Fundamentals of photon density wave spectroscopy
Optical coefficients from PDW spectroscopy
The theoretical and technical background of PDW spectroscopy is extensively described in various publications, e.g., by Bressel et al. [7]. In brief, the method relies on laser light that is sinusoidally intensity modulated in the MHz to GHz range. The electrical modulation signal is generated by a vector network analyzer (VNA). The modulated laser light is guided into the sample via an optical fiber. Applied laser wavelengths range from 400 to 1000 nm, depending on the experimental needs.
Hass and Reich [34] describe the propagation of the laser light within the sample as follows: “[…] intensity-modulated laser light is guided via an optical fiber into the turbid material, where the fiber end acts as a point light source. The laser light interacts via absorption and multiple scattering with the dispersion.” Based on this interaction, a PDW is created. “It can be understood as a periodically changing number of photons per volume which, assuming a point-like light source, expands spherically” [55]. The experimental setup is schematically shown in Fig. 2.Fig. 2. Schematic overview of the PDW spectroscopy experimental setup. The PDW (blue) propagates through the sample (grey volume) resulting from multiple scattering of the light emitted by the point-like light source at the fiber tip. The detector fiber at a distance r from the emission fiber guides light back to the detector. Intensity and phase changes of the PDW are characterized by the vector network analyzer. Adapted from [56]
With variation of the detection fiber distance r to the emission fiber, photons from the PDW are collected and guided to a detector. The resultant electrical signal is processed by the VNA, whose output is referred to as the raw signal, representing intensity and phase as a function of modulation frequency and fiber distance. As an example, Schlappa et al. [43] showed the changes in raw intensity signal over the course of a vinyl acetate (VAc)/Versa® 10 copolymerization (Fig. 3, phase signal not shown). For this system and spectrometer, intensities below −60 dBm represent measurement noise. With an increasing scatterer content, the magnitude of light scattering increases, which results in a change from measurement noise (Fig. 3A) to increasing intensities (Fig. 3B and C) of detected modulated light at each fiber distance.Fig. 3PDW spectroscopy raw data measurements at 638 nm of a vinyl acetate/Versa® 10 copolymerization before addition of monomer mixture (A), 2 min after addition (B), and 4 min after addition of the monomer (C) [43]
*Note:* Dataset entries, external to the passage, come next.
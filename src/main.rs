use clap::Parser;
use scholar::cli::{handle_completions, handle_config_init, Cli, Commands, ConfigCommands};

#[tokio::main]
async fn main() {
    let cli = Cli::parse();

    let result = match cli.command {
        Commands::Ask(args) => scholar::cli::ask::run_ask(args).await,
        Commands::Tools(args) => match scholar::cli::tools::handle_tools(&args) {
            Ok(output) => {
                println!("{}", output);
                Ok(())
            }
            Err(e) => Err(e),
        },
        Commands::Config(config_cmd) => match config_cmd {
            ConfigCommands::Init(args) => handle_config_init(&args),
        },
        Commands::Completions(args) => {
            handle_completions(&args);
            Ok(())
        }
    };

    if let Err(e) = result {
        eprintln!("Error: {}", e);
        std::process::exit(1);
    }
}
//! Tools command implementation

use crate::cli::output::{format_tools_json, format_tools_table, ToolView};
use crate::cli::ToolsArgs;
use crate::tools::{factory, Capability, ToolRegistry};

/// One row per capability, registered or not.
pub fn tool_views(registry: &ToolRegistry) -> Vec<ToolView> {
    Capability::ALL
        .iter()
        .map(|&capability| ToolView {
            capability,
            tool: registry.get(capability).map(|t| t.name().to_string()),
            critical: capability.is_critical(),
        })
        .collect()
}

/// Handle `scholar tools`
pub fn handle_tools(args: &ToolsArgs) -> Result<String, Box<dyn std::error::Error>> {
    let config = super::ask::load_config(&args.config)?;
    config.validate()?;
    let registry = factory::build_registry(&config)?;
    let views = tool_views(&registry);

    if args.json {
        Ok(format_tools_json(&views)?)
    } else {
        Ok(format_tools_table(&views))
    }
}
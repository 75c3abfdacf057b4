//! Scholar - evidence-grounded answers to research questions
//!
//! This library provides the reasoning pipeline that classifies a research
//! question, decides whether it may be answered, gathers evidence from papers
//! through pluggable tools, and composes a response that only asserts what the
//! evidence supports.
//!
//! ```no_run
//! use scholar::config::ScholarConfig;
//! use scholar::pipeline::ResearchPipeline;
//! use scholar::state::{ConversationContext, PaperReference, SourceType};
//!
//! # async fn demo() -> Result<(), Box<dyn std::error::Error>> {
//! let pipeline = ResearchPipeline::from_config(&ScholarConfig::default())?;
//! let context = ConversationContext::with_papers(vec![PaperReference::new(
//!     "trial",
//!     SourceType::File,
//!     "papers/trial.txt",
//! )]);
//! let response = pipeline
//!     .process("What are the limitations of this study?", &context)
//!     .await?;
//! println!("{} ({})", response.message, response.confidence);
//! # Ok(())
//! # }
//! ```

pub mod cli;
pub mod config;
pub mod logging;
pub mod pipeline;
pub mod state;
pub mod text;
pub mod tools;
//! Paper retrieval against the Semantic Scholar graph API.

use super::{PaperRetriever, ToolError};
use crate::state::{Paper, PaperMetadata, PaperOrigin, Provenance};
use async_trait::async_trait;
use reqwest::Client;
use serde::Deserialize;
use std::sync::Arc;
use std::time::Duration;

const SEARCH_TIMEOUT_MS: u64 = 15_000;
const SEARCH_FIELDS: &str = "title,abstract,year,citationCount,externalIds";

pub struct SemanticScholarRetriever {
    base_url: String,
    api_key: Option<String>,
    client: Arc<Client>,
}

impl SemanticScholarRetriever {
    pub fn new(base_url: String, api_key: Option<String>, client: Arc<Client>) -> Self {
        Self {
            base_url: base_url.trim_end_matches('/').to_string(),
            api_key,
            client,
        }
    }
}

#[derive(Debug, Deserialize)]
struct SearchResponse {
    #[serde(default)]
    data: Vec<SearchHit>,
}

#[derive(Debug, Deserialize)]
#[serde(rename_all = "camelCase")]
struct SearchHit {
    paper_id: String,
    title: Option<String>,
    #[serde(rename = "abstract")]
    abstract_text: Option<String>,
    year: Option<u16>,
    citation_count: Option<u32>,
    #[serde(default)]
    external_ids: Option<ExternalIds>,
}

#[derive(Debug, Deserialize)]
struct ExternalIds {
    #[serde(rename = "DOI")]
    doi: Option<String>,
    #[serde(rename = "ArXiv")]
    arxiv: Option<String>,
}

impl SearchHit {
    /// Prefer DOI, then arXiv, then the Semantic Scholar id.
    fn identifier(&self) -> String {
        let external = self.external_ids.as_ref();
        if let Some(doi) = external.and_then(|e| e.doi.as_ref()) {
            return format!("doi:{}", doi);
        }
        if let Some(arxiv) = external.and_then(|e| e.arxiv.as_ref()) {
            return format!("arXiv:{}", arxiv);
        }
        format!("s2:{}", self.paper_id)
    }

    fn into_paper(self) -> Paper {
        let identifier = self.identifier();
        Paper {
            id: format!("s2:{}", self.paper_id),
            origin: PaperOrigin::Identifier(identifier),
            provenance: Provenance::Retrieved,
            metadata: PaperMetadata {
                title: self.title,
                year: self.year,
                citation_count: self.citation_count,
                abstract_text: self.abstract_text.filter(|a| !a.trim().is_empty()),
            },
            parsed_sections: None,
        }
    }
}

#[async_trait]
impl PaperRetriever for SemanticScholarRetriever {
    fn name(&self) -> &str {
        "semantic-scholar"
    }

    async fn retrieve(&self, query: &str, limit: u32) -> Result<Vec<Paper>, ToolError> {
        let url = format!("{}/graph/v1/paper/search", self.base_url);
        let limit = limit.to_string();

        let mut request = self
            .client
            .get(&url)
            .query(&[
                ("query", query),
                ("limit", limit.as_str()),
                ("fields", SEARCH_FIELDS),
            ])
            .timeout(Duration::from_millis(SEARCH_TIMEOUT_MS));
        if let Some(key) = &self.api_key {
            request = request.header("x-api-key", key);
        }

        let response = request
            .send()
            .await
            .map_err(|e| ToolError::from_reqwest(e, SEARCH_TIMEOUT_MS))?;

        let status = response.status();
        if !status.is_success() {
            let message = response
                .text()
                .await
                .unwrap_or_else(|_| "Unknown error".to_string());
            return Err(ToolError::Upstream {
                status: status.as_u16(),
                message,
            });
        }

        let body: SearchResponse = response.json().await.map_err(|e| {
            ToolError::InvalidResponse(format!("Failed to parse search response: {}", e))
        })?;

        let mut papers: Vec<Paper> = Vec::with_capacity(body.data.len());
        for hit in body.data {
            let paper = hit.into_paper();
            if !papers.iter().any(|p| p.id == paper.id) {
                papers.push(paper);
            }
        }

        tracing::debug!(hits = papers.len(), "Semantic Scholar search complete");
        Ok(papers)
    }
}
//! Output formatting helpers for CLI commands

use crate::state::{Confidence, Response};
use crate::tools::Capability;
use colored::Colorize;
use comfy_table::{presets::UTF8_FULL, Cell, ContentArrangement, Table};
use serde_json::json;

/// View model for tool display
#[derive(Debug, Clone, serde::Serialize)]
pub struct ToolView {
    pub capability: Capability,
    /// Registered implementation, if any
    pub tool: Option<String>,
    pub critical: bool,
}

/// Format tools as a table
pub fn format_tools_table(tools: &[ToolView]) -> String {
    let mut table = Table::new();
    table.load_preset(UTF8_FULL);
    table.set_content_arrangement(ContentArrangement::Dynamic);
    table.set_header(vec!["Capability", "Tool", "Critical"]);

    for t in tools {
        let tool = match &t.tool {
            Some(name) => name.green().to_string(),
            None => "not registered".dimmed().to_string(),
        };
        table.add_row(vec![
            Cell::new(t.capability.as_str()),
            Cell::new(tool),
            Cell::new(if t.critical { "yes" } else { "no" }),
        ]);
    }

    table.to_string()
}

/// Format tools as JSON
pub fn format_tools_json(tools: &[ToolView]) -> Result<String, serde_json::Error> {
    serde_json::to_string_pretty(&json!({ "tools": tools }))
}

pub fn format_response_json(response: &Response) -> Result<String, serde_json::Error> {
    serde_json::to_string_pretty(response)
}

/// Human-readable answer: message, confidence, sources, caveats, trace.
pub fn format_response_text(response: &Response) -> String {
    let mut out = String::new();
    out.push_str(&response.message);
    out.push_str("\n\n");
    out.push_str(&format!(
        "{} {}\n",
        "Confidence:".bold(),
        confidence_label(response.confidence)
    ));

    if !response.sources.is_empty() {
        let sources: Vec<&str> = response.sources.iter().map(String::as_str).collect();
        out.push_str(&format!("{} {}\n", "Sources:".bold(), sources.join(", ")));
    }

    if !response.uncertainties.is_empty() {
        let mut table = Table::new();
        table.load_preset(UTF8_FULL);
        table.set_content_arrangement(ContentArrangement::Dynamic);
        table.set_header(vec!["Uncertainty", "Detail"]);
        for u in &response.uncertainties {
            table.add_row(vec![Cell::new(u.reason.to_string()), Cell::new(&u.detail)]);
        }
        out.push('\n');
        out.push_str(&table.to_string());
        out.push('\n');
    }

    out.push('\n');
    out.push_str(&"Reasoning:".bold().to_string());
    out.push('\n');
    for (i, step) in response.reasoning.iter().enumerate() {
        out.push_str(&format!("  {}. {}\n", i + 1, step));
    }

    out.trim_end().to_string()
}

fn confidence_label(confidence: Confidence) -> String {
    let label = confidence.to_string();
    match confidence {
        Confidence::High => label.green().to_string(),
        Confidence::Medium => label.yellow().to_string(),
        Confidence::Low => label.red().to_string(),
        Confidence::None => label.dimmed().to_string(),
    }
}

#[cfg(test)]
mod tests {
    use super::*;
    use crate::state::{Uncertainty, UncertaintyReason};
    use std::collections::BTreeSet;

    fn response() -> Response {
        Response {
            message: "According to [p1] (high reliability), the effect was small.".to_string(),
            reasoning: vec![
                "INTAKE: question received with 1 attached paper(s)".to_string(),
                "DONE: confidence medium".to_string(),
            ],
            confidence: Confidence::Medium,
            sources: BTreeSet::from(["p1".to_string()]),
            uncertainties: vec![Uncertainty::new(
                UncertaintyReason::SparseEvidence,
                "only one source",
            )],
        }
    }

    #[test]
    fn test_format_tools_table_empty() {
        let output = format_tools_table(&[]);
        assert!(output.contains("Capability"));
    }

    #[test]
    fn test_format_tools_table_with_data() {
        let output = format_tools_table(&[ToolView {
            capability: Capability::Parse,
            tool: Some("section-parser".to_string()),
            critical: false,
        }]);
        assert!(output.contains("parse"));
        assert!(output.contains("section-parser"));
    }

    #[test]
    fn test_format_tools_json_valid() {
        let output = format_tools_json(&[ToolView {
            capability: Capability::ValidateScope,
            tool: None,
            critical: true,
        }])
        .unwrap();
        let parsed: serde_json::Value = serde_json::from_str(&output).unwrap();
        assert_eq!(parsed["tools"][0]["capability"], "validate-scope");
        assert!(parsed["tools"][0]["tool"].is_null());
    }

    #[test]
    fn test_format_response_text_sections() {
        let output = format_response_text(&response());
        assert!(output.contains("the effect was small"));
        assert!(output.contains("p1"));
        assert!(output.contains("only one source"));
        assert!(output.contains("2. DONE: confidence medium"));
    }

    #[test]
    fn test_format_response_json_roundtrips() {
        let output = format_response_json(&response()).unwrap();
        let parsed: Response = serde_json::from_str(&output).unwrap();
        assert_eq!(parsed, response());
    }
}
Such a “measurement set” of intensity and phase data includes the raw signal for all predefined measurement frequencies and fiber distances per temporal data point and per experimental wavelength. This measurement set is then processed into further raw data analysis and analysis towards the optical coefficients. The optical coefficients are obtained on the basis of radiation transport theory by a weighted two-dimensional multiple nonlinear global analysis of the raw intensity and phase data [57–59].
To obtain valid optical coefficients from PDW spectroscopy, three conditions must be met. Scattering of light must be much stronger than light absorption (μs′≫ μa), the sample volume must be large enough so that boundary losses of measurement light may be neglected, and light must scatter multiple times in the sample [1]. The lower boundary of the reduced scattering coefficient is material and experiment dependent. For a polystyrene (PS) dispersion, it was determined to be around μs′ > 0.05 mm^−1^ [60]. The minimal sample volume depends on the optical coefficients and is often found to be 0.5 L or larger.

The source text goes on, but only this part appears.